## Material shown:
Content starts
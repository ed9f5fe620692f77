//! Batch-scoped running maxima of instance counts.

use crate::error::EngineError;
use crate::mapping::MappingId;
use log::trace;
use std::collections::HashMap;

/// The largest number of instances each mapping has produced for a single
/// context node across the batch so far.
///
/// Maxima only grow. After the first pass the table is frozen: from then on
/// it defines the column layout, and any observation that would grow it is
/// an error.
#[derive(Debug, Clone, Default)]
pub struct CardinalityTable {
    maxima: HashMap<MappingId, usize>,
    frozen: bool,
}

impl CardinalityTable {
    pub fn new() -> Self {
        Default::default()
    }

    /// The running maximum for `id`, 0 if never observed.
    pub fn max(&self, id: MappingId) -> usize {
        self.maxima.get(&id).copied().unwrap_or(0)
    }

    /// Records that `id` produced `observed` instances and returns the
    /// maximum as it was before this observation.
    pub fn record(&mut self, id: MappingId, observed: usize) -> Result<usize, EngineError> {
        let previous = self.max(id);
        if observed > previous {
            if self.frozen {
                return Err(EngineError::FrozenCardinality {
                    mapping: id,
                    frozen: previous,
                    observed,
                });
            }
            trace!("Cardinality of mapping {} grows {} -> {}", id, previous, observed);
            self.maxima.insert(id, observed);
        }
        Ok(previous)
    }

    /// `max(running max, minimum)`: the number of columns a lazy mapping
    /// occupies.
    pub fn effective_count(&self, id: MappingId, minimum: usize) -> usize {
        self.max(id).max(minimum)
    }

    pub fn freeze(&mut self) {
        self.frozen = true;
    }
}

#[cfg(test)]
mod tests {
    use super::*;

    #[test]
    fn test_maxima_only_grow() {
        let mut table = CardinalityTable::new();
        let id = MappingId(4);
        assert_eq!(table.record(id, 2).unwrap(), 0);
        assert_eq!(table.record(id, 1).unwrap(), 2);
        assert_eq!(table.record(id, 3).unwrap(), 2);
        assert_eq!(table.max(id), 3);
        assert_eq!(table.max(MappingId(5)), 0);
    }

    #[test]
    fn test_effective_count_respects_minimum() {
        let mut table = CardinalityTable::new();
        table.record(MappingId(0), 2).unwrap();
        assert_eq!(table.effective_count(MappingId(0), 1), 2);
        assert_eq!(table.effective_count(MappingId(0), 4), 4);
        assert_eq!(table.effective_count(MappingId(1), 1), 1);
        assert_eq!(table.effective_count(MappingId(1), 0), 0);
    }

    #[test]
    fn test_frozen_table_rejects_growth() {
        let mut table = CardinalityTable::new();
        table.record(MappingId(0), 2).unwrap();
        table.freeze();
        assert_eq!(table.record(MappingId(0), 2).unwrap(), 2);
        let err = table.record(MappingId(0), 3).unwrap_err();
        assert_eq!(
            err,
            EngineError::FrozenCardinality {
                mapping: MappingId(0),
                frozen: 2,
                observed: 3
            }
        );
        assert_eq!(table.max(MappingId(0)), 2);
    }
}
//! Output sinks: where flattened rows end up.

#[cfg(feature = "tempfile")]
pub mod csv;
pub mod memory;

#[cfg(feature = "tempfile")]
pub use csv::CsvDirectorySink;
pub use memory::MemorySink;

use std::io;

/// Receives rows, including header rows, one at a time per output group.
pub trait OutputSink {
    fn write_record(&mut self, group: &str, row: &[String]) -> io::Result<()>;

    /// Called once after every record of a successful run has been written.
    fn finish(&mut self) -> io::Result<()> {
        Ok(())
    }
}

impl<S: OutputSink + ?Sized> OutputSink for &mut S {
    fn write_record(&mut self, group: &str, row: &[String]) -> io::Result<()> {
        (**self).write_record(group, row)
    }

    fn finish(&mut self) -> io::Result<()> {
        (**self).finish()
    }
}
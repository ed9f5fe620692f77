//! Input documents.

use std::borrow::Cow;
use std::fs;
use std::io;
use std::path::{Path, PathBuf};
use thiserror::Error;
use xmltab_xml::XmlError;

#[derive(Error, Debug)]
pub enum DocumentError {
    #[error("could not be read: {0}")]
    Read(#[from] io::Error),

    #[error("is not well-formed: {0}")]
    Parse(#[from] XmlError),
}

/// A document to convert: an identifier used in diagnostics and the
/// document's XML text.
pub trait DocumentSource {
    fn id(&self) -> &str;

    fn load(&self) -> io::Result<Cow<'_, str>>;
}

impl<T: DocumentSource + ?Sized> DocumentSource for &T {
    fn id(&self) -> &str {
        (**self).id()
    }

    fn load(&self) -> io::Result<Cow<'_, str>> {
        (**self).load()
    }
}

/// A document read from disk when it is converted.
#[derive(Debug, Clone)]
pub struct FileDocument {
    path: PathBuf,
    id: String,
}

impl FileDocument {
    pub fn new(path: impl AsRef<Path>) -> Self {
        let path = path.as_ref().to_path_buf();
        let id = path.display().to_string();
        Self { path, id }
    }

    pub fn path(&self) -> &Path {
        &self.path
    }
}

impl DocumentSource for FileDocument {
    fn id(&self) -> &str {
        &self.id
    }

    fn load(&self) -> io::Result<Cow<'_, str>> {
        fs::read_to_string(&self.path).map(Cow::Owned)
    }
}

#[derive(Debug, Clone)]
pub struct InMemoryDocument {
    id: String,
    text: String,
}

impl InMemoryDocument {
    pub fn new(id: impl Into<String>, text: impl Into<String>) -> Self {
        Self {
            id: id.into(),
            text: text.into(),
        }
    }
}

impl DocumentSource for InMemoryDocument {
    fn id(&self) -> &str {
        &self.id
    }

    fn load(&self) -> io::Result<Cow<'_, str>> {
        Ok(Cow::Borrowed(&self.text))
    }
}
Content ends
In the listing above, please print only the lines from the first one to the line where "pub struct CardinalityTable" appears, exactly as written, both of those lines included.

repository ed9f5fe620692f77
//! Batch-scoped running maxima of instance counts.

use crate::error::EngineError;
use crate::mapping::MappingId;
use log::trace;
use std::collections::HashMap;

/// The largest number of instances each mapping has produced for a single
/// context node across the batch so far.
///
/// Maxima only grow. After the first pass the table is frozen: from then on
/// it defines the column layout, and any observation that would grow it is
/// an error.
#[derive(Debug, Clone, Default)]
pub struct CardinalityTable {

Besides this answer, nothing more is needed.